Harbin, China: It’s all about the ice
If you are undaunted by ice and Siberian winds, then the month-long Harbin Ice and Snow Festival in northeast China is where you will find winter fulfillment. Temperatures near the zero degree F level are the norm, but nowhere else will you find an entire city made of snow and blocks of ice chopped from the Songhua River. Artists from all over the world plan their designs for months and then create their masterpieces upon arrival. Dramatic ice architecture fills every park in the city and is impressive by day, but when lighted at night, it’s a magical world that inspires hushed tones and plenty of photo opps.
Kenya: The Great Migration
African safari tours that specialize in the Great Migration offer the opportunity to experience the circle of life firsthand. Millions of wildebeest travel in perpetual migration from the plains of the Serengeti to the Masai Mara, Kenya, and back, following the rains which grow the grasses they eat. “The Birthing” cycle of the migration occurs in January and February on the Serengeti and up to 400,000 wildebeest calves are born. Although the calves can run with their herd within five minutes of birth, they are easily separated from their mothers in the confusion of the migration which make them easy prey for lions, cheetahs and hyenas, so early winter offers a guarantee for premium wildlife viewing. Luxury safari camps and lodges provide accommodations that rival five-star hotels so there’s no roughing it for humans experiencing the Great Migration.

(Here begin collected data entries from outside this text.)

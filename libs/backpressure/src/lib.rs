//! Per-client rate limiting for costly outbound calls.
//!
//! [`FixedWindowLimiter`] grants at most `capacity` requests per key per window.
//! Callers hold it as an `Arc<dyn RateLimiterStore>` so a shared store can
//! replace the in-process map without touching call sites.

use std::{
    collections::HashMap,
    sync::{
        Arc,
        atomic::{AtomicU64, Ordering},
    },
    time::Duration,
};

use anyhow::Result;
use async_trait::async_trait;
use cvi_telemetry::{TelemetryLabels, record_counter, record_gauge};
use serde::Serialize;
use time::OffsetDateTime;
use tokio::{sync::Mutex, task::JoinHandle};
use tracing::{debug, warn};

static RATE_LIMIT_RPM_ENV: &str = "RATE_LIMIT_RPM";
static RATE_LIMIT_WINDOW_ENV: &str = "RATE_LIMIT_WINDOW_MS";

pub const DEFAULT_CAPACITY: u32 = 5;
pub const DEFAULT_WINDOW: Duration = Duration::from_millis(60_000);

#[derive(Debug, Clone, Copy, PartialEq, Eq)]
pub struct RateLimits {
    pub capacity: u32,
    pub window: Duration,
}

impl Default for RateLimits {
    fn default() -> Self {
        Self {
            capacity: DEFAULT_CAPACITY,
            window: DEFAULT_WINDOW,
        }
    }
}

impl RateLimits {
    pub fn from_env() -> Self {
        Self::from_lookup(|key| std::env::var(key).ok())
    }

    pub fn from_lookup(lookup: impl Fn(&str) -> Option<String>) -> Self {
        let defaults = Self::default();
        let capacity = parse_setting(&lookup, RATE_LIMIT_RPM_ENV).unwrap_or(defaults.capacity);
        let window = parse_setting::<u64>(&lookup, RATE_LIMIT_WINDOW_ENV)
            .filter(|ms| *ms > 0)
            .map(Duration::from_millis)
            .unwrap_or(defaults.window);
        Self { capacity, window }
    }

    fn window_ms(&self) -> u64 {
        u64::try_from(self.window.as_millis()).unwrap_or(u64::MAX)
    }
}

fn parse_setting<T: std::str::FromStr>(
    lookup: &impl Fn(&str) -> Option<String>,
    key: &str,
) -> Option<T> {
    let raw = lookup(key)?;
    match raw.trim().parse::<T>() {
        Ok(value) => Some(value),
        Err(_) => {
            warn!(key, value = %raw, "ignoring invalid rate limit setting");
            None
        }
    }
}

/// Outcome of one admission check.
#[derive(Debug, Clone, Copy, PartialEq, Eq, Serialize)]
pub struct RateDecision {
    pub allowed: bool,
    pub limit: u32,
    pub remaining: u32,
    /// Epoch milliseconds at which the current window ends.
    pub reset_time_ms: u64,
    /// Set only on denial; always at least one second.
    pub retry_after_secs: Option<u64>,
}

pub trait Clock: Send + Sync {
    fn now_ms(&self) -> u64;
}

#[derive(Debug, Clone, Copy, Default)]
pub struct SystemClock;

impl Clock for SystemClock {
    fn now_ms(&self) -> u64 {
        let nanos = OffsetDateTime::now_utc().unix_timestamp_nanos();
        u64::try_from(nanos / 1_000_000).unwrap_or(0)
    }
}

/// Clock advanced by hand, for tests.
#[derive(Debug, Clone, Default)]
pub struct ManualClock {
    now: Arc<AtomicU64>,
}

impl ManualClock {
    pub fn new(start_ms: u64) -> Self {
        Self {
            now: Arc::new(AtomicU64::new(start_ms)),
        }
    }

    pub fn advance(&self, by: Duration) {
        let ms = u64::try_from(by.as_millis()).unwrap_or(u64::MAX);
        self.now.fetch_add(ms, Ordering::SeqCst);
    }
}

impl Clock for ManualClock {
    fn now_ms(&self) -> u64 {
        self.now.load(Ordering::SeqCst)
    }
}

#[async_trait]
pub trait RateLimiterStore: Send + Sync {
    async fn check(&self, key: &str) -> Result<RateDecision>;

    /// Drops state for windows that have ended. Returns how many keys were removed.
    async fn sweep(&self) -> Result<usize> {
        Ok(0)
    }
}

#[derive(Debug, Clone, Copy)]
struct RateBucket {
    tokens: u32,
    window_start_ms: u64,
}

#[derive(Clone)]
pub struct FixedWindowLimiter {
    limits: RateLimits,
    clock: Arc<dyn Clock>,
    buckets: Arc<Mutex<HashMap<String, RateBucket>>>,
}

impl FixedWindowLimiter {
    pub fn new(limits: RateLimits) -> Self {
        Self::with_clock(limits, Arc::new(SystemClock))
    }

    pub fn with_clock(limits: RateLimits, clock: Arc<dyn Clock>) -> Self {
        Self {
            limits,
            clock,
            buckets: Arc::new(Mutex::new(HashMap::new())),
        }
    }

    pub fn limits(&self) -> RateLimits {
        self.limits
    }

    pub async fn tracked_keys(&self) -> usize {
        self.buckets.lock().await.len()
    }

    pub async fn sweep_at(&self, now_ms: u64) -> usize {
        let window_ms = self.limits.window_ms();
        let mut guard = self.buckets.lock().await;
        let before = guard.len();
        guard.retain(|_, bucket| now_ms.saturating_sub(bucket.window_start_ms) <= window_ms);
        let removed = before - guard.len();
        record_gauge(
            "rate_limiter_tracked_keys",
            guard.len() as f64,
            &TelemetryLabels::default(),
        );
        removed
    }

    fn decide(&self, bucket: &mut RateBucket, now_ms: u64) -> RateDecision {
        let window_ms = self.limits.window_ms();
        if now_ms.saturating_sub(bucket.window_start_ms) > window_ms {
            *bucket = RateBucket {
                tokens: self.limits.capacity,
                window_start_ms: now_ms,
            };
        }
        let reset_time_ms = bucket.window_start_ms.saturating_add(window_ms);

        if bucket.tokens > 0 {
            bucket.tokens -= 1;
            return RateDecision {
                allowed: true,
                limit: self.limits.capacity,
                remaining: bucket.tokens,
                reset_time_ms,
                retry_after_secs: None,
            };
        }

        let wait_ms = reset_time_ms.saturating_sub(now_ms);
        RateDecision {
            allowed: false,
            limit: self.limits.capacity,
            remaining: 0,
            reset_time_ms,
            retry_after_secs: Some(wait_ms.div_ceil(1000).max(1)),
        }
    }
}

#[async_trait]
impl RateLimiterStore for FixedWindowLimiter {
    async fn check(&self, key: &str) -> Result<RateDecision> {
        let decision = {
            let mut guard = self.buckets.lock().await;
            let now_ms = self.clock.now_ms();
            let bucket = guard.entry(key.to_string()).or_insert(RateBucket {
                tokens: self.limits.capacity,
                window_start_ms: now_ms,
            });
            self.decide(bucket, now_ms)
        };

        let outcome = if decision.allowed { "allowed" } else { "denied" };
        record_counter(
            "rate_limit_decisions_total",
            1,
            &TelemetryLabels::default().with_outcome(outcome),
        );
        if !decision.allowed {
            debug!(key, retry_after = ?decision.retry_after_secs, "rate limit exceeded");
        }
        Ok(decision)
    }

    async fn sweep(&self) -> Result<usize> {
        Ok(self.sweep_at(self.clock.now_ms()).await)
    }
}

/// Runs [`RateLimiterStore::sweep`] every `interval` until the task is aborted.
pub fn spawn_sweeper(store: Arc<dyn RateLimiterStore>, interval: Duration) -> JoinHandle<()> {
    tokio::spawn(async move {
        let mut ticker = tokio::time::interval(interval);
        ticker.set_missed_tick_behavior(tokio::time::MissedTickBehavior::Delay);
        ticker.tick().await;
        loop {
            ticker.tick().await;
            match store.sweep().await {
                Ok(0) => {}
                Ok(removed) => debug!(removed, "swept expired rate limit buckets"),
                Err(err) => warn!(error = %err, "rate limit sweep failed"),
            }
        }
    })
}
//! Typed analytics events derived from normalized webhook deliveries.

use async_trait::async_trait;
use cvi_telemetry::{TelemetryLabels, record_counter};
use serde::Serialize;
use tracing::{info, warn};

use crate::taxonomy::EventKind;
use crate::types::{Topic, WebhookEnvelope};

#[derive(Debug, Clone, Copy, PartialEq, Eq, Hash, Serialize)]
pub enum AnalyticsEvent {
    WebhookConversationReceived,
    WebhookVideoReceived,
    ConversationStarted,
    ConversationEnded,
    ConversationJoined,
    ConversationLeft,
    TranscriptReady,
    RecordingReady,
    SummaryReady,
    UtteranceReceived,
    PerceptionToolUsed,
    ConversationError,
    UnknownEvent,
}

impl AnalyticsEvent {
    pub fn name(&self) -> &'static str {
        match self {
            AnalyticsEvent::WebhookConversationReceived => "Webhook Conversation Received",
            AnalyticsEvent::WebhookVideoReceived => "Webhook Video Received",
            AnalyticsEvent::ConversationStarted => "Webhook Conversation Started",
            AnalyticsEvent::ConversationEnded => "Webhook Conversation Ended",
            AnalyticsEvent::ConversationJoined => "Webhook Conversation Joined",
            AnalyticsEvent::ConversationLeft => "Webhook Conversation Left",
            AnalyticsEvent::TranscriptReady => "Webhook Transcript Ready",
            AnalyticsEvent::RecordingReady => "Webhook Recording Ready",
            AnalyticsEvent::SummaryReady => "Webhook Summary Ready",
            AnalyticsEvent::UtteranceReceived => "Webhook Utterance Received",
            AnalyticsEvent::PerceptionToolUsed => "Webhook Perception Tool Used",
            AnalyticsEvent::ConversationError => "Webhook Conversation Error",
            AnalyticsEvent::UnknownEvent => "Webhook Unknown Event",
        }
    }

    fn for_kind(kind: &EventKind) -> Self {
        match kind {
            EventKind::StartedConversation => AnalyticsEvent::ConversationStarted,
            EventKind::EndedConversation => AnalyticsEvent::ConversationEnded,
            EventKind::JoinedConversation => AnalyticsEvent::ConversationJoined,
            EventKind::LeftConversation => AnalyticsEvent::ConversationLeft,
            EventKind::TranscriptReady => AnalyticsEvent::TranscriptReady,
            EventKind::RecordingReady => AnalyticsEvent::RecordingReady,
            EventKind::SummaryReady => AnalyticsEvent::SummaryReady,
            EventKind::Utterance => AnalyticsEvent::UtteranceReceived,
            EventKind::PerceptionToolCall => AnalyticsEvent::PerceptionToolUsed,
            EventKind::Error => AnalyticsEvent::ConversationError,
            EventKind::Unknown(_) => AnalyticsEvent::UnknownEvent,
        }
    }
}

#[derive(Debug, Clone, PartialEq, Serialize)]
pub struct AnalyticsRecord {
    pub event: AnalyticsEvent,
    pub topic: Topic,
    pub conversation_id: String,
    pub event_type: String,
}

impl AnalyticsRecord {
    /// A "received" record for the topic followed by the kind-specific one.
    pub fn from_envelope(topic: Topic, envelope: &WebhookEnvelope) -> Vec<Self> {
        let received = match topic {
            Topic::Video => AnalyticsEvent::WebhookVideoReceived,
            _ => AnalyticsEvent::WebhookConversationReceived,
        };
        [received, AnalyticsEvent::for_kind(&envelope.event_type)]
            .into_iter()
            .map(|event| Self {
                event,
                topic,
                conversation_id: envelope.conversation_id.clone(),
                event_type: envelope.event_type.as_str().to_string(),
            })
            .collect()
    }
}

#[async_trait]
pub trait EventDispatcher: Send + Sync {
    async fn dispatch(&self, record: &AnalyticsRecord) -> anyhow::Result<()>;
}

/// Emits analytics as structured log events plus a counter per event name.
#[derive(Debug, Clone, Copy, Default)]
pub struct TracingDispatcher;

#[async_trait]
impl EventDispatcher for TracingDispatcher {
    async fn dispatch(&self, record: &AnalyticsRecord) -> anyhow::Result<()> {
        info!(
            target: "cvi::analytics",
            event = record.event.name(),
            topic = record.topic.as_str(),
            conversation_id = %record.conversation_id,
            event_type = %record.event_type,
            "analytics event"
        );
        record_counter(
            "webhook_analytics_events_total",
            1,
            &TelemetryLabels::topic(record.topic.as_str()).with_extra("event", record.event.name()),
        );
        Ok(())
    }
}

/// Sends every record, logging failures. Returns how many dispatches failed.
pub async fn dispatch_all(dispatcher: &dyn EventDispatcher, records: &[AnalyticsRecord]) -> usize {
    let mut failures = 0;
    for record in records {
        if let Err(err) = dispatcher.dispatch(record).await {
            failures += 1;
            warn!(
                event = record.event.name(),
                conversation_id = %record.conversation_id,
                error = %err,
                "analytics dispatch failed"
            );
        }
    }
    failures
}

#[cfg(test)]
mod tests {
    use super::*;
    use crate::normalize::Normalizer;
    use serde_json::json;

    struct Failing;

    #[async_trait]
    impl EventDispatcher for Failing {
        async fn dispatch(&self, _record: &AnalyticsRecord) -> anyhow::Result<()> {
            anyhow::bail!("analytics backend offline")
        }
    }

    fn envelope(kind: &str, topic: Topic) -> WebhookEnvelope {
        Normalizer::default()
            .validate(json!({"event_type": kind, "conversation_id": "abc123"}), topic)
            .unwrap()
    }

    #[test]
    fn records_follow_topic_and_kind() {
        let records = AnalyticsRecord::from_envelope(
            Topic::Conversation,
            &envelope("joined", Topic::Conversation),
        );
        let events: Vec<_> = records.iter().map(|r| r.event).collect();
        assert_eq!(
            events,
            vec![
                AnalyticsEvent::WebhookConversationReceived,
                AnalyticsEvent::ConversationJoined
            ]
        );
        assert_eq!(records[1].event_type, "conversation.joined");

        let video = AnalyticsRecord::from_envelope(Topic::Video, &envelope("oops", Topic::Video));
        assert_eq!(video[0].event, AnalyticsEvent::WebhookVideoReceived);
        assert_eq!(video[1].event, AnalyticsEvent::UnknownEvent);
    }

    #[tokio::test]
    #[tracing_test::traced_test]
    async fn tracing_dispatcher_logs_event_name() {
        let records = AnalyticsRecord::from_envelope(
            Topic::Conversation,
            &envelope("transcript_ready", Topic::Conversation),
        );
        assert_eq!(dispatch_all(&TracingDispatcher, &records).await, 0);
        assert!(logs_contain("Webhook Transcript Ready"));
    }

    #[tokio::test]
    async fn failures_are_counted_not_propagated() {
        let records = AnalyticsRecord::from_envelope(
            Topic::Conversation,
            &envelope("left", Topic::Conversation),
        );
        assert_eq!(dispatch_all(&Failing, &records).await, 2);
    }
}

February is Australia’s sweet spot for international travelers. That month still offers Australia’s summer temperatures, but children are back in school after a two month summer break so the national travel season is over. Northern Australia’s rainy season begins in February, which is reason enough to stick to the southern beaches like New South Wales’ Jervis Bay. Luxury seaside cabin rentals on Hyam Beach, which are a far cry from the fishermen’s cabins they used to be, offer privacy and stunning views of the crystal blue waters. Whale and dolphin watching tours; kayaking; sailing charters; and diving expeditions are options when you’ve reached your fill of being lulled to sleep by the waves and ocean breezes rustling through the trees.
Winter is finally the right time
Winter can be a time of contemplation and introspection, but it doesn’t have to be. Thrilling adventures that are only possible in winter await. Don’t put your bucket list on ice. Use this time to cross off an amazing vacation.